If these comments sound like someone’s been eavesdropping on your congregation’s conversations, take comfort. Your peers in several Protestant denominations have similar questions and concerns.
Churches are looking at what’s working (or not) in their confirmation or profession of faith practices. Instead of seeing that public event as a once-for-all ticket to communion or full church membership, churches are asking whether a “multiple milestones of faith” understanding might more deeply engage people of all ages in a life of discipleship.
Congregations in denominations ranging from Christian Reformed to Episcopal to Presbyterian are changing their confirmation and profession of faith practices. Whether they raise or lower the average age…or lengthen the confirmation process…or move between classroom and mentorship models…or add a “child’s profession of faith”—churches are trying to address a common problem.
Too many young adults, including those who have been confirmed or made profession of faith, drop out of church. In the United States, among people ages 18 to 30 who attended a Protestant church in high school, 70 percent drop out of church by age 23, according to LifeWay Research.

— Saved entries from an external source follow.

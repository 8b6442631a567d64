//! `quill image` command implementation.

use std::path::Path;

use clap::Args;
use quill_config::{Config, ImagesConfig};
use quill_media::{ImageOptions, ResponsiveImageOptions, optimize_image, responsive_image};

use super::write_output;
use crate::error::CliError;

/// Arguments for the image command.
#[derive(Args)]
pub(crate) struct ImageArgs {
    /// Asset URL.
    filename: String,

    /// Target width in pixels.
    #[arg(long)]
    width: Option<u32>,

    /// Target height in pixels.
    #[arg(long)]
    height: Option<u32>,

    /// Focal point of the asset (e.g. `1234x5678:1235x5679`).
    #[arg(long)]
    focus: Option<String>,

    /// Print `src`, `srcset` and `sizes` as JSON instead of a single URL.
    #[arg(long, conflicts_with_all = ["width", "height"])]
    responsive: bool,
}

impl ImageArgs {
    /// Execute the command.
    ///
    /// # Errors
    ///
    /// Returns an error if configuration loading or writing fails.
    pub(crate) fn execute(self, config_path: Option<&Path>) -> Result<(), CliError> {
        let content = if self.responsive {
            let config = Config::load(config_path, None)?;
            let options = responsive_options(&config.images, self.focus);
            serde_json::to_string_pretty(&responsive_image(&self.filename, &options))?
        } else {
            optimize_image(
                &self.filename,
                &ImageOptions {
                    width: self.width,
                    height: self.height,
                    focus: self.focus,
                },
            )
        };

        if content.is_empty() {
            return Err(CliError::Validation("image filename is empty".to_owned()));
        }

        write_output(None, &content)?;
        Ok(())
    }
}

/// Merge configured image settings over the media defaults.
fn responsive_options(images: &ImagesConfig, focus: Option<String>) -> ResponsiveImageOptions {
    let defaults = ResponsiveImageOptions::default();
    ResponsiveImageOptions {
        breakpoints: images.breakpoints.clone().unwrap_or(defaults.breakpoints),
        aspect_ratio: images.aspect_ratio.unwrap_or(defaults.aspect_ratio),
        sizes: images.sizes.clone().unwrap_or(defaults.sizes),
        focus,
    }
}

#[cfg(test)]
mod tests {
    use super::*;
    use pretty_assertions::assert_eq;
    use quill_media::image::DEFAULT_SIZES;

    #[test]
    fn test_responsive_options_defaults() {
        let options = responsive_options(&ImagesConfig::default(), None);

        assert_eq!(options.sizes, DEFAULT_SIZES);
        assert!(!options.breakpoints.is_empty());
        assert!(options.focus.is_none());
    }

    #[test]
    fn test_responsive_options_from_config() {
        let images = ImagesConfig {
            breakpoints: Some(vec![320, 640]),
            aspect_ratio: Some(1.0),
            sizes: None,
        };

        let options = responsive_options(&images, Some("1x1:2x2".to_owned()));

        assert_eq!(options.breakpoints, vec![320, 640]);
        assert!((options.aspect_ratio - 1.0).abs() < f64::EPSILON);
        assert_eq!(options.sizes, DEFAULT_SIZES);
        assert_eq!(options.focus.as_deref(), Some("1x1:2x2"));
    }
}
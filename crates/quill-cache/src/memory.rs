//! In-memory cache implementation.
//!
//! [`MemoryCache`] keeps every bucket in a shared map behind an `RwLock`.
//! Bucket handles are cheap to create and all handles with the same name see
//! the same entries, so a cache constructed once at startup can be handed to
//! any number of consumers.

use std::collections::HashMap;
use std::sync::{Arc, PoisonError, RwLock};

use crate::{Cache, CacheBucket};

type Entries = Arc<RwLock<HashMap<String, Vec<u8>>>>;

/// In-process [`Cache`] living as long as its owner.
///
/// Entries are write-once: concurrent writers for the same key race, the first
/// insert wins and later ones are dropped.
#[derive(Default)]
pub struct MemoryCache {
    buckets: RwLock<HashMap<String, Entries>>,
}

impl MemoryCache {
    /// Create an empty cache.
    #[must_use]
    pub fn new() -> Self {
        Self::default()
    }

    fn entries(&self, name: &str) -> Entries {
        if let Some(entries) = self
            .buckets
            .read()
            .unwrap_or_else(PoisonError::into_inner)
            .get(name)
        {
            return Arc::clone(entries);
        }

        let mut buckets = self.buckets.write().unwrap_or_else(PoisonError::into_inner);
        Arc::clone(buckets.entry(name.to_owned()).or_default())
    }
}

impl Cache for MemoryCache {
    fn bucket(&self, name: &str) -> Box<dyn CacheBucket> {
        Box::new(MemoryCacheBucket {
            name: name.to_owned(),
            entries: self.entries(name),
        })
    }
}

/// Handle over one bucket of a [`MemoryCache`].
struct MemoryCacheBucket {
    name: String,
    entries: Entries,
}

impl CacheBucket for MemoryCacheBucket {
    fn get(&self, key: &str) -> Option<Vec<u8>> {
        self.entries
            .read()
            .unwrap_or_else(PoisonError::into_inner)
            .get(key)
            .cloned()
    }

    fn insert(&self, key: &str, value: &[u8]) -> bool {
        let mut entries = self.entries.write().unwrap_or_else(PoisonError::into_inner);
        if entries.contains_key(key) {
            tracing::trace!(bucket = %self.name, key, "cache entry already present");
            return false;
        }
        entries.insert(key.to_owned(), value.to_vec());
        true
    }

    fn len(&self) -> usize {
        self.entries
            .read()
            .unwrap_or_else(PoisonError::into_inner)
            .len()
    }
}

#[cfg(test)]
mod tests {
    use super::*;
    use rayon::prelude::*;

    #[test]
    fn test_memory_bucket_insert_and_get() {
        let cache = MemoryCache::new();
        let bucket = cache.bucket("highlight");

        assert!(bucket.insert("key", b"<pre>hello</pre>"));
        assert_eq!(bucket.get("key"), Some(b"<pre>hello</pre>".to_vec()));
        assert_eq!(bucket.len(), 1);
    }

    #[test]
    fn test_memory_bucket_get_nonexistent_key() {
        let cache = MemoryCache::new();
        let bucket = cache.bucket("highlight");

        assert_eq!(bucket.get("nonexistent"), None);
        assert!(bucket.is_empty());
    }

    #[test]
    fn test_memory_bucket_is_write_once() {
        let cache = MemoryCache::new();
        let bucket = cache.bucket("highlight");

        assert!(bucket.insert("key", b"first"));
        assert!(!bucket.insert("key", b"second"));

        // First write wins
        assert_eq!(bucket.get("key"), Some(b"first".to_vec()));
        assert_eq!(bucket.len(), 1);
    }

    #[test]
    fn test_memory_cache_handles_share_storage() {
        let cache = MemoryCache::new();
        let writer = cache.bucket("highlight");
        let reader = cache.bucket("highlight");

        writer.insert("key", b"shared");
        assert_eq!(reader.get("key"), Some(b"shared".to_vec()));
    }

    #[test]
    fn test_memory_cache_buckets_are_isolated() {
        let cache = MemoryCache::new();

        let bucket_a = cache.bucket("alpha");
        let bucket_b = cache.bucket("beta");

        bucket_a.insert("key", b"alpha-data");
        bucket_b.insert("key", b"beta-data");

        assert_eq!(bucket_a.get("key"), Some(b"alpha-data".to_vec()));
        assert_eq!(bucket_b.get("key"), Some(b"beta-data".to_vec()));
    }

    #[test]
    fn test_memory_bucket_binary_data() {
        let cache = MemoryCache::new();
        let bucket = cache.bucket("raw");

        let binary_data: Vec<u8> = vec![0x00, 0x01, 0x0A, 0x0D, 0xFF, 0xFE, 0x80, 0x7F];
        bucket.insert("binary", &binary_data);
        assert_eq!(bucket.get("binary"), Some(binary_data));
    }

    #[test]
    fn test_concurrent_inserts_store_one_entry() {
        let cache = MemoryCache::new();

        let stored: usize = (0..64)
            .into_par_iter()
            .map(|_| usize::from(cache.bucket("highlight").insert("same", b"value")))
            .sum();

        assert_eq!(stored, 1);
        assert_eq!(cache.bucket("highlight").len(), 1);
    }
}
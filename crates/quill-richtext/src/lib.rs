//! Rich-text processing for Quill.
//!
//! This crate turns CMS rich-text documents into page-ready content:
//! - [`RichTextTransformer`] replaces every code block with highlighted markup
//! - [`Highlighter`] caches highlighted markup and falls back to escaped code
//!   when a backend fails
//! - [`SyntectHighlighter`] and [`RemoteHighlighter`] are the shipped backends
//! - [`render_html`] renders a tree to HTML, emitting highlighted markup verbatim
//!
//! # Architecture
//!
//! The crate is organized into modules:
//! - [`node`]: Document model (`RichTextNode`, `NodeMeta`, `Mark`) and JSON I/O
//! - `highlight`: `SyntaxHighlighter` trait, cache keys and the cached `Highlighter`
//! - `builtin`: syntect backend
//! - `remote`: HTTP backend
//! - `transform`: Parallel tree transformation
//! - `render`: HTML rendering with link and html resolvers
//!
//! # Example
//!
//! ```
//! use quill_cache::{Cache, MemoryCache};
//! use quill_richtext::{Highlighter, RichTextTransformer, SyntectHighlighter, parse_document};
//!
//! let json = r#"{"type":"doc","content":[
//!     {"type":"code_block","attrs":{"class":"language-rust"},
//!      "content":[{"type":"text","text":"fn main() {}"}]}
//! ]}"#;
//!
//! let cache = MemoryCache::new();
//! let highlighter = Highlighter::new(SyntectHighlighter::new())
//!     .with_cache(cache.bucket("highlight"));
//! let transformer = RichTextTransformer::new(highlighter);
//!
//! let doc = transformer.transform(parse_document(json).unwrap()).unwrap();
//! assert_eq!(doc.content().unwrap()[0].kind(), "html");
//! ```

mod builtin;
mod consts;
mod escape;
mod highlight;
pub mod node;
mod remote;
mod render;
mod transform;

pub use builtin::SyntectHighlighter;
pub use consts::{DEFAULT_THEME, HIGHLIGHT_BUCKET};
pub use escape::escape_html;
pub use highlight::{HighlightError, HighlightKey, Highlighter, SyntaxHighlighter, fallback_html};
pub use node::{DocumentError, RichTextNode, document_to_json, parse_document};
pub use remote::RemoteHighlighter;
pub use render::render_html;
pub use transform::RichTextTransformer;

Equating confirmation with membership is “especially problematic” for Douglas J. Brouwer, head pastor of First Presbyterian Church in Ann Arbor, Michigan.
“The youth of my congregation ordinarily leave the church for college and seldom return. Several years later, if they have not found a church home or if they worship at a church that does not keep membership records, we remove their names from our membership rolls.
“Most of our youth seem ready to embrace the faith of this church, but few seem ready to become church members in any meaningful way,” Brouwer says.
Most youth confirmed at Grace Episcopal Church in Newton Corner, Massachusetts, cannot return to that church after college even if they want to. “Children are the topic of a lot of conversations here. You can’t maintain a family over several generations in a place like Newton because nobody can afford to live there,” says Linda J. Clark, Grace director of music.
Pastors are rethinking the old practice of having all youth go through confirmation or profession of faith at a certain age.
“As I dig into this, I am identifying what I felt in the pastorate but could not really label. We’re realizing that everybody matures spiritually at different times.
“Our profession of faith practices and rituals are too rigid, not flexible enough to apply to various ages and personal formation,” says Howard Vanderwell, who spent 40 years in Christian Reformed Church (CRC) ministry before becoming a worship consultant. He serves on the CRC Faith Formation Committee, which is beginning a five-year conversation with churches about baptism, children at the Lord’s Supper, and profession of faith practices.
Though children mature at different rates and respond according to multiple intelligence preferences, they generally go through the same developmental sequence. For example, many kindergartners have a strong sense of God’s presence.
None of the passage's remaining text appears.